The group also undertook a strategic refurbishment programme during the year, temporarily reducing available room inventory and full-service capacity at selected properties. Despite this, the group's revenue in the UK increased by 2.7%, despite increased competition in key markets like Rome and London.

The group's revenue in Russia also grew from £20.8 million to £23.5 million. Meanwhile, European revenue increased from £223.4 million to £224.3 million.

In addition to the financial growth, the group has also expanded its workforce. The number of people employed by the group increased from 2,470 to 2,692 in the year.

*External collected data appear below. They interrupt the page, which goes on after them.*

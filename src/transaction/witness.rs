/// Ed25519 payment keys and vkey witnesses
use crate::address::{CardanoAddress, Network};
use crate::error::{GatewayError, Result};
use crate::transaction::blake2b_224;
use crate::transaction::types::SignedTransaction;
use ed25519_dalek::{Signature, Signer, SigningKey, Verifier, VerifyingKey};

/// A payment key held by the gateway (the faucet wallet).
pub struct PaymentSigner {
    signing_key: SigningKey,
}

impl PaymentSigner {
    pub fn from_seed(seed: [u8; 32]) -> Self {
        Self {
            signing_key: SigningKey::from_bytes(&seed),
        }
    }

    /// Parses a 32-byte hex seed, optionally in the `5820`-prefixed CBOR form cardano-cli writes.
    pub fn from_hex(input: &str) -> Result<Self> {
        let trimmed = input.trim();
        let trimmed = match trimmed.strip_prefix("5820") {
            Some(rest) if rest.len() == 64 => rest,
            _ => trimmed,
        };
        let bytes = hex::decode(trimmed)
            .map_err(|e| GatewayError::CryptoError(format!("Invalid signing key hex: {}", e)))?;
        let seed: [u8; 32] = bytes.try_into().map_err(|b: Vec<u8>| {
            GatewayError::CryptoError(format!("Signing key must be 32 bytes, got {}", b.len()))
        })?;
        Ok(Self::from_seed(seed))
    }

    pub fn verification_key(&self) -> [u8; 32] {
        self.signing_key.verifying_key().to_bytes()
    }

    pub fn key_hash(&self) -> [u8; 28] {
        blake2b_224(&self.verification_key())
    }

    /// Enterprise address controlled by this key.
    pub fn address(&self, network: Network) -> Result<CardanoAddress> {
        CardanoAddress::enterprise(&self.key_hash(), network)
    }

    /// Signs the transaction id and attaches the witness.
    pub fn sign(&self, tx: &mut SignedTransaction) -> Result<()> {
        let signature = self.signing_key.sign(&tx.id());
        tx.add_vkey_witness(
            self.verification_key().to_vec(),
            signature.to_bytes().to_vec(),
        )
    }
}

/// Checks every vkey witness signs the transaction id.
pub fn verify_vkey_witnesses(tx: &SignedTransaction) -> Result<()> {
    let id = tx.id();
    for (vkey, signature) in tx.vkey_witnesses() {
        let vkey: [u8; 32] = vkey
            .as_slice()
            .try_into()
            .map_err(|_| GatewayError::InvalidTransaction("Witness key must be 32 bytes".to_string()))?;
        let key = VerifyingKey::from_bytes(&vkey)
            .map_err(|e| GatewayError::InvalidTransaction(format!("Invalid witness key: {}", e)))?;
        let signature = Signature::from_slice(signature)
            .map_err(|e| GatewayError::InvalidTransaction(format!("Invalid signature: {}", e)))?;
        key.verify(&id, &signature).map_err(|_| {
            GatewayError::InvalidTransaction(format!(
                "Witness from key {} does not sign transaction {}",
                hex::encode(blake2b_224(&vkey)),
                hex::encode(id)
            ))
        })?;
    }
    Ok(())
}
//! Cardano address handling
//!
//! Shelley addresses are bech32 strings over a one-byte header followed by
//! one or two 28-byte credentials. The header's high nibble is the address
//! type and the low nibble the network id. CIP-30 wallets hand out the raw
//! bytes hex-encoded, so both forms are accepted and normalised to bech32.

use crate::error::{GatewayError, Result};
use bech32::primitives::decode::CheckedHrpstring;
use bech32::{Bech32, Hrp};
use once_cell::sync::Lazy;
use serde::{Deserialize, Serialize};

/// Length of a blake2b-224 key or script hash.
pub const CREDENTIAL_HASH_SIZE: usize = 28;

static HRP_ADDR: Lazy<Hrp> = Lazy::new(|| Hrp::parse_unchecked("addr"));
static HRP_ADDR_TEST: Lazy<Hrp> = Lazy::new(|| Hrp::parse_unchecked("addr_test"));
static HRP_STAKE: Lazy<Hrp> = Lazy::new(|| Hrp::parse_unchecked("stake"));
static HRP_STAKE_TEST: Lazy<Hrp> = Lazy::new(|| Hrp::parse_unchecked("stake_test"));

/// Cardano networks the gateway can be pointed at.
#[derive(Debug, Clone, Copy, PartialEq, Eq, Serialize, Deserialize)]
#[serde(rename_all = "lowercase")]
pub enum Network {
    Mainnet,
    Preprod,
    Preview,
}

impl Network {
    pub fn network_id(self) -> u8 {
        match self {
            Network::Mainnet => 1,
            Network::Preprod | Network::Preview => 0,
        }
    }

    pub fn is_mainnet(self) -> bool {
        self.network_id() == 1
    }

    pub fn as_str(self) -> &'static str {
        match self {
            Network::Mainnet => "mainnet",
            Network::Preprod => "preprod",
            Network::Preview => "preview",
        }
    }

    pub fn blockfrost_url(self) -> &'static str {
        match self {
            Network::Mainnet => "https://cardano-mainnet.blockfrost.io/api/v0",
            Network::Preprod => "https://cardano-preprod.blockfrost.io/api/v0",
            Network::Preview => "https://cardano-preview.blockfrost.io/api/v0",
        }
    }

    pub fn koios_url(self) -> &'static str {
        match self {
            Network::Mainnet => "https://api.koios.rest/api/v1",
            Network::Preprod => "https://preprod.koios.rest/api/v1",
            Network::Preview => "https://preview.koios.rest/api/v1",
        }
    }
}

impl std::str::FromStr for Network {
    type Err = GatewayError;

    fn from_str(s: &str) -> Result<Self> {
        match s.trim().to_ascii_lowercase().as_str() {
            "mainnet" => Ok(Network::Mainnet),
            "preprod" => Ok(Network::Preprod),
            "preview" => Ok(Network::Preview),
            other => Err(GatewayError::ConfigError(format!("Unknown network '{}'", other))),
        }
    }
}

/// What the header byte says about the address.
#[derive(Debug, Clone, Copy, PartialEq, Eq, Serialize)]
#[serde(rename_all = "snake_case")]
pub enum AddressKind {
    Base,
    Pointer,
    Enterprise,
    Reward,
}

/// A decoded Shelley-era address.
#[derive(Debug, Clone, PartialEq, Eq)]
pub struct CardanoAddress {
    bech32: String,
    bytes: Vec<u8>,
}

impl CardanoAddress {
    /// Parses either a bech32 string or a hex-encoded raw address.
    pub fn parse(input: &str) -> Result<Self> {
        let input = input.trim();
        if input.is_empty() {
            return Err(GatewayError::InvalidAddress("Address cannot be empty".to_string()));
        }
        if has_known_prefix(input) {
            Self::from_bech32(input)
        } else if input.chars().all(|c| c.is_ascii_hexdigit()) {
            let bytes = hex::decode(input)
                .map_err(|e| GatewayError::InvalidAddress(format!("Invalid hex address: {}", e)))?;
            Self::from_bytes(bytes)
        } else {
            Err(GatewayError::InvalidAddress(format!(
                "'{}' is neither a bech32 nor a hex Cardano address",
                input
            )))
        }
    }

    pub fn from_bech32(input: &str) -> Result<Self> {
        let checked = CheckedHrpstring::new::<Bech32>(input)
            .map_err(|e| GatewayError::InvalidAddress(format!("{}: {}", input, e)))?;
        let hrp = checked.hrp();
        let bytes: Vec<u8> = checked.byte_iter().collect();
        let address = Self::from_bytes(bytes)?;

        if hrp.to_lowercase() != expected_hrp(address.header()).as_str() {
            return Err(GatewayError::InvalidAddress(format!(
                "Prefix '{}' does not match address header",
                hrp.as_str()
            )));
        }
        Ok(address)
    }

    pub fn from_bytes(bytes: Vec<u8>) -> Result<Self> {
        let header = *bytes
            .first()
            .ok_or_else(|| GatewayError::InvalidAddress("Address has no header byte".to_string()))?;
        let expected_len = match header >> 4 {
            0..=3 => 1 + 2 * CREDENTIAL_HASH_SIZE,
            4 | 5 => {
                // pointer addresses carry variable-length trailing integers
                if bytes.len() <= 1 + CREDENTIAL_HASH_SIZE {
                    return Err(GatewayError::InvalidAddress(
                        "Pointer address is truncated".to_string(),
                    ));
                }
                bytes.len()
            }
            6 | 7 | 14 | 15 => 1 + CREDENTIAL_HASH_SIZE,
            8 => {
                return Err(GatewayError::InvalidAddress(
                    "Byron addresses are not supported".to_string(),
                ))
            }
            t => {
                return Err(GatewayError::InvalidAddress(format!("Unknown address type {}", t)))
            }
        };
        if bytes.len() != expected_len {
            return Err(GatewayError::InvalidAddress(format!(
                "Address must be {} bytes, got {}",
                expected_len,
                bytes.len()
            )));
        }

        let bech32 = bech32::encode::<Bech32>(expected_hrp(header), &bytes)
            .map_err(|e| GatewayError::InvalidAddress(format!("Failed to encode address: {}", e)))?;
        Ok(CardanoAddress { bech32, bytes })
    }

    /// Builds an enterprise (payment key only) address.
    pub fn enterprise(key_hash: &[u8; CREDENTIAL_HASH_SIZE], network: Network) -> Result<Self> {
        let mut bytes = Vec::with_capacity(1 + CREDENTIAL_HASH_SIZE);
        bytes.push(0x60 | network.network_id());
        bytes.extend_from_slice(key_hash);
        Self::from_bytes(bytes)
    }

    pub fn header(&self) -> u8 {
        self.bytes[0]
    }

    pub fn network_id(&self) -> u8 {
        self.header() & 0x0f
    }

    pub fn kind(&self) -> AddressKind {
        match self.header() >> 4 {
            0..=3 => AddressKind::Base,
            4 | 5 => AddressKind::Pointer,
            6 | 7 => AddressKind::Enterprise,
            _ => AddressKind::Reward,
        }
    }

    /// Payment key hash, when the payment credential is a key rather than a script.
    pub fn payment_key_hash(&self) -> Option<[u8; CREDENTIAL_HASH_SIZE]> {
        let address_type = self.header() >> 4;
        if address_type >= 8 || address_type % 2 == 1 {
            return None;
        }
        self.bytes[1..1 + CREDENTIAL_HASH_SIZE].try_into().ok()
    }

    /// Reward addresses cannot receive transaction outputs.
    pub fn can_receive_funds(&self) -> bool {
        self.kind() != AddressKind::Reward
    }

    pub fn ensure_network(&self, network: Network) -> Result<()> {
        if self.network_id() != network.network_id() {
            return Err(GatewayError::InvalidAddress(format!(
                "{} is not a {} address",
                self.bech32,
                network.as_str()
            )));
        }
        Ok(())
    }

    pub fn as_bech32(&self) -> &str {
        &self.bech32
    }

    pub fn as_bytes(&self) -> &[u8] {
        &self.bytes
    }

    pub fn to_hex(&self) -> String {
        hex::encode(&self.bytes)
    }
}

impl std::fmt::Display for CardanoAddress {
    fn fmt(&self, f: &mut std::fmt::Formatter) -> std::fmt::Result {
        f.write_str(&self.bech32)
    }
}

fn has_known_prefix(input: &str) -> bool {
    let lower = input.to_ascii_lowercase();
    lower.starts_with("addr1")
        || lower.starts_with("addr_test1")
        || lower.starts_with("stake1")
        || lower.starts_with("stake_test1")
}

fn expected_hrp(header: u8) -> Hrp {
    let mainnet = header & 0x0f == 1;
    let reward = header >> 4 >= 14;
    match (reward, mainnet) {
        (false, true) => *HRP_ADDR,
        (false, false) => *HRP_ADDR_TEST,
        (true, true) => *HRP_STAKE,
        (true, false) => *HRP_STAKE_TEST,
    }
}

/// Cheap prefix check used where a full decode is not needed.
pub fn looks_like_address(input: &str) -> bool {
    has_known_prefix(input.trim())
}
//! Slurp - backend gateway for a Cardano meme token
//!
//! # Architecture
//!
//! The crate is organized into logical modules:
//!
//! ## Chain Primitives
//! - [`address`] - Bech32 address parsing, hex conversion and networks
//! - [`units`] - Lovelace / ADA amounts
//! - [`transaction`] - CBOR transactions, coin selection, fees and witnesses
//!
//! ## Chain Access
//! - [`provider`] - Blockfrost, Koios and in-memory indexers behind one trait
//! - [`cache`] - LRU caches (faucet claim ledger)
//!
//! ## Flows
//! - [`deposit`] - ADA deposit preview, building and submission
//! - [`faucet`] - Token faucet with per-address cooldown
//! - [`relationships`] - Relationship graph, risk scoring and beneficial owners
//!
//! ## Integration
//! - [`api`] - REST API server
//!
//! ## Configuration & Utilities
//! - [`config`] - Configuration management
//! - [`error`] - Error types

#![forbid(unsafe_code)]

// ============================================================================
// Chain Primitives
// ============================================================================
pub mod address;
pub mod transaction;
pub mod units;

// ============================================================================
// Chain Access
// ============================================================================
pub mod cache;
pub mod provider;

// ============================================================================
// Flows
// ============================================================================
pub mod deposit;
pub mod faucet;
pub mod relationships;

// ============================================================================
// Integration
// ============================================================================
pub mod api;

// ============================================================================
// Configuration & Utilities
// ============================================================================
pub mod config;
pub mod error;
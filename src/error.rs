//! Error types for the Slurp gateway

use std::fmt;

use crate::provider::ProviderError;

#[derive(Debug, Clone)]
pub enum GatewayError {
    InvalidAddress(String),
    InvalidAmount(String),
    InvalidTransaction(String),
    InsufficientFunds(String),
    TransactionTooLarge { size: usize, max: usize },
    NotFound(String),
    ProviderError(String),
    ProviderRateLimited,
    CooldownActive { remaining_secs: u64 },
    FaucetDisabled,
    ConfigError(String),
    CborError(String),
    CryptoError(String),
    IoError(String),
}

impl fmt::Display for GatewayError {
    fn fmt(&self, f: &mut fmt::Formatter) -> fmt::Result {
        match self {
            GatewayError::InvalidAddress(msg) => write!(f, "Invalid address: {}", msg),
            GatewayError::InvalidAmount(msg) => write!(f, "Invalid amount: {}", msg),
            GatewayError::InvalidTransaction(msg) => write!(f, "Invalid transaction: {}", msg),
            GatewayError::InsufficientFunds(msg) => write!(f, "Insufficient funds: {}", msg),
            GatewayError::TransactionTooLarge { size, max } => {
                write!(f, "Transaction too large: {} bytes (max: {})", size, max)
            }
            GatewayError::NotFound(msg) => write!(f, "Not found: {}", msg),
            GatewayError::ProviderError(msg) => write!(f, "Chain provider error: {}", msg),
            GatewayError::ProviderRateLimited => write!(f, "Chain provider rate limit reached"),
            GatewayError::CooldownActive { remaining_secs } => write!(
                f,
                "Faucet cooldown active, try again in {} seconds",
                remaining_secs
            ),
            GatewayError::FaucetDisabled => write!(f, "Faucet is disabled"),
            GatewayError::ConfigError(msg) => write!(f, "Configuration error: {}", msg),
            GatewayError::CborError(msg) => write!(f, "CBOR error: {}", msg),
            GatewayError::CryptoError(msg) => write!(f, "Cryptographic error: {}", msg),
            GatewayError::IoError(msg) => write!(f, "IO error: {}", msg),
        }
    }
}

impl std::error::Error for GatewayError {}

impl From<std::io::Error> for GatewayError {
    fn from(err: std::io::Error) -> Self {
        GatewayError::IoError(err.to_string())
    }
}

impl From<ProviderError> for GatewayError {
    fn from(err: ProviderError) -> Self {
        match err {
            ProviderError::NotFound(what) => GatewayError::NotFound(what),
            ProviderError::RateLimited => GatewayError::ProviderRateLimited,
            ProviderError::Rejected(reason) => GatewayError::InvalidTransaction(reason),
            other => GatewayError::ProviderError(other.to_string()),
        }
    }
}

impl From<hex::FromHexError> for GatewayError {
    fn from(err: hex::FromHexError) -> Self {
        GatewayError::InvalidTransaction(format!("Invalid hex: {}", err))
    }
}

/// Convenience alias used across the crate
pub type Result<T> = std::result::Result<T, GatewayError>;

Rocco Forte Hotels has also issued a record dividend of £8.9 million for the year to 30 April, 2025. However, the group incurred costs of £16.7 million associated with the deal with PIF in the previous year, impacting its pre-tax profits.

The deal between Sir Rocco and PIF, announced in December 2023, valued the group at £1.4 billion. Sir Rocco Forte and PIF jointly own Rocco Forte Hotels, with PIF owning 49%.

In other news, Sir Rocco Forte was among more than 300 business leaders who signed a letter to Chancellor Rachel Reeves to reinstate tax-free shopping in the UK in October 2024. Other signatories included designer Paul Smith, Heathrow Airport, John Lewis, and Shakespeare's Globe. The scrapping of VAT-free shopping for visitors outside the EU was blamed for a slump in luxury selling in London.

The group has also set aside £64.6 million for capital investment projects, up from £27.7 million in the prior 12 months. This investment is expected to accelerate the group's expansion in Europe and the Middle East, following a strategic partnership with Emerald Pine Capital.

In summary, Rocco Forte Hotels is showing steady revenue growth and investment in refurbishments and expansions post the involvement of Middle Eastern capital partners, including PIF. However, specific financial performance attributable solely to PIF's investment was not detailed in the available sources.

Investing in the group's capital investment projects resulted in an increase from £27.7 million to £64.6 million, signifying a focus on business expansion in Europe and the Middle East. The strong financial results and expansion plans of Rocco Forte Hotels, as evidenced by their increased revenue and ongoing investing in markets like the UK and Russia, reflect positively on the finance sector and the hospitality industry.